Berlin (taz) – Nach der Lockerung des Embargos gegen Serbien und der Öffnung des Belgrader Flughafens sehen die Ausländerbehörden den Weg frei für Massenabschiebungen nach Serbien. In den Innenministerien der Länder laufen die Vorbereitungen dazu an. Bayern hat, völlig unbemerkt, seit der Lockerung der Sanktionen bereits sechs Flüchtlinge auf dem Luftweg nach Belgrad zurücktransportiert. Berlin prüft derzeit, wie man nicht nur in kleinen Schritten abschieben kann. Der erste Versuch gestern verlief nicht im Sinne der Ausländerbehörden: Die in einer Swissair-Maschine reservierten Plätze für eine serbische Flüchtlingsfamilie zur Abschiebung über Zürich nach Belgrad blieben frei. Die Flüchtlinge zogen es vor, gar nicht erst zu erscheinen. Bisher sind in den normalen Passagiermaschinen, die jetzt wieder Belgrad anfliegen, immer nur einige Plätze für die „Abschüblinge“ gebucht, aber, so hieß es gestern aus dem Berliner Innensenat, „daß wir nicht nur drei bis vier personenweise abschieben können, wenn das Problem Zigtausende betrifft, ist klar. Wir fangen aber schon mal an.“ Auch andere Bundesländer werden aktiv: Hessen will Anfang der nächsten Woche einen Erlaß über die Modalitäten der Abschiebung an die Ausländerbehörden verschicken. Baden-Württemberg, wo allein rund 10.000 Bürgerkriegsflüchtlinge aus Serbien und Montenegro leben, will „ziemlich zügig entscheiden“.

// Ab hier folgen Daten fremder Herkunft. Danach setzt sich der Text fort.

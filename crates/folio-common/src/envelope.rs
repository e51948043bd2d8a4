use serde::{Deserialize, Serialize};

use crate::field::{Field, Payload};

/// Request/response envelope for one profile section.
#[derive(Debug, Clone, PartialEq, Serialize, Deserialize)]
#[serde(rename_all = "camelCase", bound = "P: Payload")]
pub struct GroupEnvelope<P> {
    pub is_success: bool,
    pub status_code: u16,
    pub status_message: Option<String>,
    pub data: GroupData<P>,
}

#[derive(Debug, Clone, PartialEq, Serialize, Deserialize)]
#[serde(rename_all = "camelCase", bound = "P: Payload")]
pub struct GroupData<P> {
    #[serde(rename = "accountID")]
    pub account_id: i64,
    #[serde(default, skip_serializing_if = "Option::is_none")]
    pub enable_share_button: Option<bool>,
    /// Section slug, e.g. `"contact"`.
    pub group: String,
    pub field_list: Vec<Field<P>>,
}

/// Partial `data` accepted by a dashboard commit. Only the field list is
/// replaced; every other envelope attribute is left as stored.
#[derive(Debug, Clone, PartialEq, Serialize, Deserialize)]
#[serde(rename_all = "camelCase", bound = "P: Payload")]
pub struct GroupUpdate<P> {
    pub field_list: Vec<Field<P>>,
}

impl<P: Payload> GroupEnvelope<P> {
    pub fn ok(data: GroupData<P>) -> Self {
        Self {
            is_success: true,
            status_code: 200,
            status_message: None,
            data,
        }
    }
}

Rund 100.000 Flüchtlinge aus Serbien, so die Schätzungen, stehen auf der Liste der Abzuschiebenden. Darunter sind zahlreiche Kriegsdienstverweigerer und Deserteure sowie Albaner aus der serbischen Provinz Kosovo. Für sie galt schon seit Monaten kein Abschiebestopp mehr. Ihr Rücktransport nach Belgrad scheiterte aber an der praktischen Undurchführbarkeit: Die wegen des Embargos gekappten Verkehrsverbindungen sorgten für eine Galgenfrist. Seit die Belgrader Machthaber international wieder hoffähig geworden sind, sind auch die Abschieberouten wieder frei.

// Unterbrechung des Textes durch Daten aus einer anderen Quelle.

use axum::{
    body::Bytes,
    extract::{
        Path, State,
        ws::{Message, WebSocket, WebSocketUpgrade},
    },
    response::IntoResponse,
};
use futures_util::{Sink, SinkExt, Stream, StreamExt, stream::SplitSink, stream::SplitStream};
use serde::{Deserialize, Serialize};
use serde_json::Value;
use std::sync::Arc;
use std::time::Duration;
use tokio::sync::{broadcast, mpsc};
use tokio::time::Instant;

use super::api::{ApiError, SharedState};
use crate::section::SectionService;
use crate::staleness::{Invalidation, Trigger};

/// How often to send WebSocket Ping frames.
const PING_INTERVAL: Duration = Duration::from_secs(30);

/// How long to wait for a Pong response before considering the connection dead.
const PONG_TIMEOUT: Duration = Duration::from_secs(60);

// ── WebSocket message types ──────────────────────────────────────────

#[derive(Debug, Clone, Serialize, Deserialize)]
#[serde(tag = "type", content = "data")]
pub enum WsMessage {
    /// A section's stored list was replaced.
    Invalidated { invalidation: Invalidation },
    /// Current display view of a section, sent on load and on every reload.
    View { group: String, view: Value },
}

impl WsMessage {
    fn to_text(&self) -> Option<Message> {
        match serde_json::to_string(self) {
            Ok(json) => Some(Message::Text(json.into())),
            Err(e) => {
                tracing::error!(error = %e, "failed to serialize WsMessage");
                None
            }
        }
    }
}

/// Map a client text frame to a display trigger. Clients send `visibility`
/// when the page becomes visible and `focus` when it regains focus.
pub fn parse_client_trigger(text: &str) -> Option<Trigger> {
    match text.trim().to_ascii_lowercase().as_str() {
        "visibility" | "visible" => Some(Trigger::Visibility),
        "focus" => Some(Trigger::Focus),
        _ => None,
    }
}

// ── Invalidation stream ──────────────────────────────────────────────

pub async fn ws_handler(ws: WebSocketUpgrade, State(state): State<SharedState>) -> impl IntoResponse {
    let rx = state.registry.bus().subscribe();
    ws.on_upgrade(move |socket| handle_socket(socket, rx))
}

async fn handle_socket(socket: WebSocket, rx: broadcast::Receiver<Invalidation>) {
    let (sender, receiver) = socket.split();
    run_socket_loop(sender, receiver, rx).await;
}

/// Core WebSocket loop with ping/pong keepalive.
///
/// Forwards every invalidation to the client and checks liveness with
/// periodic pings. If no Pong arrives within [`PONG_TIMEOUT`] after a Ping,
/// the connection is considered dead and the loop exits.
async fn run_socket_loop(
    mut sender: SplitSink<WebSocket, Message>,
    mut receiver: SplitStream<WebSocket>,
    mut rx: broadcast::Receiver<Invalidation>,
) {
    let mut ping_interval = tokio::time::interval(PING_INTERVAL);
    // The first tick completes immediately.
    ping_interval.tick().await;

    let mut last_pong = Instant::now();
    let mut awaiting_pong = false;

    loop {
        tokio::select! {
            _ = ping_interval.tick() => {
                if awaiting_pong && last_pong.elapsed() > PONG_TIMEOUT {
                    tracing::debug!("websocket pong timeout");
                    break;
                }
                if sender.send(Message::Ping(Bytes::new())).await.is_err() {
                    break;
                }
                awaiting_pong = true;
            }

            result = rx.recv() => {
                match result {
                    Ok(invalidation) => {
                        let Some(msg) = (WsMessage::Invalidated { invalidation }).to_text() else {
                            continue;
                        };
                        if sender.send(msg).await.is_err() {
                            break;
                        }
                    }
                    Err(broadcast::error::RecvError::Closed) => break,
                    Err(broadcast::error::RecvError::Lagged(skipped)) => {
                        tracing::debug!(skipped, "websocket client lagged behind invalidations");
                        continue;
                    }
                }
            }

            msg = receiver.next() => {
                match msg {
                    Some(Ok(Message::Pong(_))) => {
                        last_pong = Instant::now();
                        awaiting_pong = false;
                    }
                    Some(Ok(Message::Close(_))) | None => break,
                    Some(Ok(_)) => {}
                    Some(Err(_)) => break,
                }
            }
        }
    }

    let _ = sender.send(Message::Close(None)).await;
}

// ── Section display ──────────────────────────────────────────────────

/// Serve a live display of one section. The view is pushed on connect and
/// again whenever the section goes stale; closing the socket unmounts it.
pub async fn display_handler(
    ws: WebSocketUpgrade,
    State(state): State<SharedState>,
    Path(group): Path<String>,
) -> Result<impl IntoResponse, ApiError> {
    let section = state.registry.get(&group)?;
    let bus = state.registry.bus().subscribe();
    let poll_interval = state.poll_interval;
    Ok(ws.on_upgrade(move |socket| handle_display_socket(socket, section, bus, poll_interval)))
}

async fn handle_display_socket(
    socket: WebSocket,
    section: Arc<dyn SectionService>,
    bus: broadcast::Receiver<Invalidation>,
    poll_interval: Duration,
) {
    let (sender, receiver) = socket.split();
    run_display_loop(sender, receiver, section, bus, poll_interval).await;
}

/// Frame loop behind `/ws/{group}`.
///
/// Pushes a `View` frame for every load the display performs and turns
/// client `visibility`/`focus` text frames into triggers. Ends when the
/// client goes away or the display stops, then sends a Close frame.
async fn run_display_loop<S, R, E>(
    mut sender: S,
    mut receiver: R,
    section: Arc<dyn SectionService>,
    bus: broadcast::Receiver<Invalidation>,
    poll_interval: Duration,
) where
    S: Sink<Message> + Unpin,
    R: Stream<Item = Result<Message, E>> + Unpin,
{
    let (trigger_tx, trigger_rx) = mpsc::channel(8);
    let (update_tx, mut update_rx) = mpsc::channel(8);
    let group = section.slug().to_string();

    let display = {
        let section = section.clone();
        tokio::spawn(async move { section.run_display(poll_interval, bus, trigger_rx, update_tx).await })
    };

    loop {
        tokio::select! {
            update = update_rx.recv() => {
                let Some(view) = update else { break };
                let Some(msg) = (WsMessage::View { group: group.clone(), view }).to_text() else {
                    continue;
                };
                if sender.send(msg).await.is_err() {
                    break;
                }
            }

            msg = receiver.next() => {
                match msg {
                    Some(Ok(Message::Text(text))) => {
                        if let Some(trigger) = parse_client_trigger(text.as_str())
                            && trigger_tx.send(trigger).await.is_err()
                        {
                            break;
                        }
                    }
                    Some(Ok(Message::Close(_))) | None | Some(Err(_)) => break,
                    Some(Ok(_)) => {}
                }
            }
        }
    }

    drop(trigger_tx);
    drop(update_rx);
    match display.await {
        Ok(summary) => tracing::debug!(%group, triggers = summary.triggers, reloads = summary.reloads, "display socket closed"),
        Err(e) => tracing::warn!(%group, error = %e, "display task failed"),
    }
    let _ = sender.send(Message::Close(None)).await;
}

// ── Tests ────────────────────────────────────────────────────────────

#[cfg(test)]
mod tests {
    use super::*;
    use crate::server::api::tests::test_state;
    use crate::staleness::InvalidationBus;
    use serde_json::json;
    use uuid::Uuid;

    type Client = (mpsc::Sender<Message>, mpsc::Receiver<Message>);

    /// Spawn the display loop over in-memory channels standing in for a
    /// socket. Returns the client's outgoing sender and incoming receiver.
    fn connect(section: Arc<dyn SectionService>, bus: broadcast::Receiver<Invalidation>) -> (Client, tokio::task::JoinHandle<()>) {
        let (server_tx, client_rx) = mpsc::channel::<Message>(8);
        let (client_tx, server_rx) = mpsc::channel::<Message>(8);

        let sink = Box::pin(futures_util::sink::unfold(server_tx, |tx, msg: Message| async move {
            tx.send(msg).await?;
            Ok::<_, mpsc::error::SendError<Message>>(tx)
        }));
        let stream = Box::pin(futures_util::stream::unfold(server_rx, |mut rx| async move {
            rx.recv().await.map(|msg| (Ok::<_, axum::Error>(msg), rx))
        }));

        let task = tokio::spawn(run_display_loop(sink, stream, section, bus, Duration::from_secs(3600)));
        ((client_tx, client_rx), task)
    }

    async fn next_frame(rx: &mut mpsc::Receiver<Message>) -> Message {
        tokio::time::timeout(Duration::from_secs(5), rx.recv())
            .await
            .expect("timed out waiting for a frame")
            .expect("display loop hung up")
    }

    fn view_frame(msg: Message) -> Value {
        match msg {
            Message::Text(text) => serde_json::from_str(text.as_str()).unwrap(),
            other => panic!("Expected a text frame, got {:?}", other),
        }
    }

    #[tokio::test]
    async fn test_display_loop_pushes_view_and_reloads_on_focus() {
        let state = test_state();
        let section = state.registry.get("contact").unwrap();
        // A bus nobody publishes on, so only client frames can trigger a reload.
        let quiet = InvalidationBus::new(4);
        let ((client_tx, mut client_rx), task) = connect(section.clone(), quiet.subscribe());

        let first = view_frame(next_frame(&mut client_rx).await);
        assert_eq!(first["type"], "View");
        assert_eq!(first["data"]["group"], "contact");
        assert_eq!(first["data"]["view"].as_array().map(Vec::len), Some(5));

        section
            .commit_json(json!({
                "fields": { "email": { "enabled": false } },
                "fieldsOrder": ["mobile", "mobileAlt", "phone", "whatsapp", "email"]
            }))
            .await
            .unwrap();
        client_tx.send(Message::Text(String::from("hello").into())).await.unwrap();
        client_tx.send(Message::Text(String::from("focus").into())).await.unwrap();

        let second = view_frame(next_frame(&mut client_rx).await);
        let ids: Vec<&str> = second["data"]["view"]
            .as_array()
            .unwrap()
            .iter()
            .map(|r| r["id"].as_str().unwrap())
            .collect();
        assert_eq!(ids, vec!["mobile", "mobileAlt", "phone", "whatsapp"]);

        // A second focus finds the flag clear, so the next frame is the Close.
        client_tx.send(Message::Text(String::from("focus").into())).await.unwrap();
        drop(client_tx);
        assert!(matches!(next_frame(&mut client_rx).await, Message::Close(None)));
        task.await.unwrap();
    }

    #[tokio::test]
    async fn test_display_loop_ends_on_client_close() {
        let state = test_state();
        let section = state.registry.get("links").unwrap();
        let ((client_tx, mut client_rx), task) = connect(section, state.registry.bus().subscribe());

        let first = view_frame(next_frame(&mut client_rx).await);
        assert_eq!(first["data"]["group"], "links");

        client_tx.send(Message::Close(None)).await.unwrap();
        assert!(matches!(next_frame(&mut client_rx).await, Message::Close(None)));
        task.await.unwrap();
        assert!(client_rx.recv().await.is_none());
    }

    #[test]
    fn test_ws_message_invalidated_serialization() {
        let msg = WsMessage::Invalidated {
            invalidation: Invalidation::new("links", "links-data-updated", Uuid::nil()),
        };
        let json = serde_json::to_string(&msg).unwrap();
        assert!(json.contains("\"type\":\"Invalidated\""));
        assert!(json.contains("\"data\""));
        assert!(json.contains("\"flag\":\"links-data-updated\""));
    }

    #[test]
    fn test_ws_message_view_serialization() {
        let msg = WsMessage::View {
            group: "contact".into(),
            view: serde_json::json!([{"id": "mobile"}]),
        };
        let value: Value = serde_json::from_str(&serde_json::to_string(&msg).unwrap()).unwrap();
        assert_eq!(value["type"], "View");
        assert_eq!(value["data"]["group"], "contact");
        assert_eq!(value["data"]["view"][0]["id"], "mobile");
    }

    #[test]
    fn test_parse_client_trigger() {
        assert_eq!(parse_client_trigger("focus"), Some(Trigger::Focus));
        assert_eq!(parse_client_trigger(" Visibility\n"), Some(Trigger::Visibility));
        assert_eq!(parse_client_trigger("hello"), None);
    }
}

Vor dem Hintergrund der Vorbereitungen in den einzelnen Bundesländern hat amnesty international erneut vor zwangsweisen Flüchtlingsrückführungen nach Rest-Jugoslawien gewarnt. Angesichts der schwelenden Konflikte und der instabilen Lage seien einige der Betroffenen „akut gefährdet“. Laut amnesty gibt es eine Reihe von Hinweisen, daß in der nächsten Zeit mit verstärkten Sanktionen gegen serbische Kriegsdienstverweigerer zu rechnen sei. Besonders prekär sei die Lage im Kosovo. Dort sind nach Erkenntnissen der Menschenrechtsorganisation die polizeilichen Übergriffe seit Jahresanfang „drastisch gestiegen“. Ebenso wie der Hohe Flüchtlingskommissar der Vereinten Nationen fordert auch amnesty eine sorgfältige Einzelfallprüfung für die Betroffenen, die der „verschärften Situation in Jugoslawien und der erhöhten Gefährdung Abgeschobener Rechnung trägt“.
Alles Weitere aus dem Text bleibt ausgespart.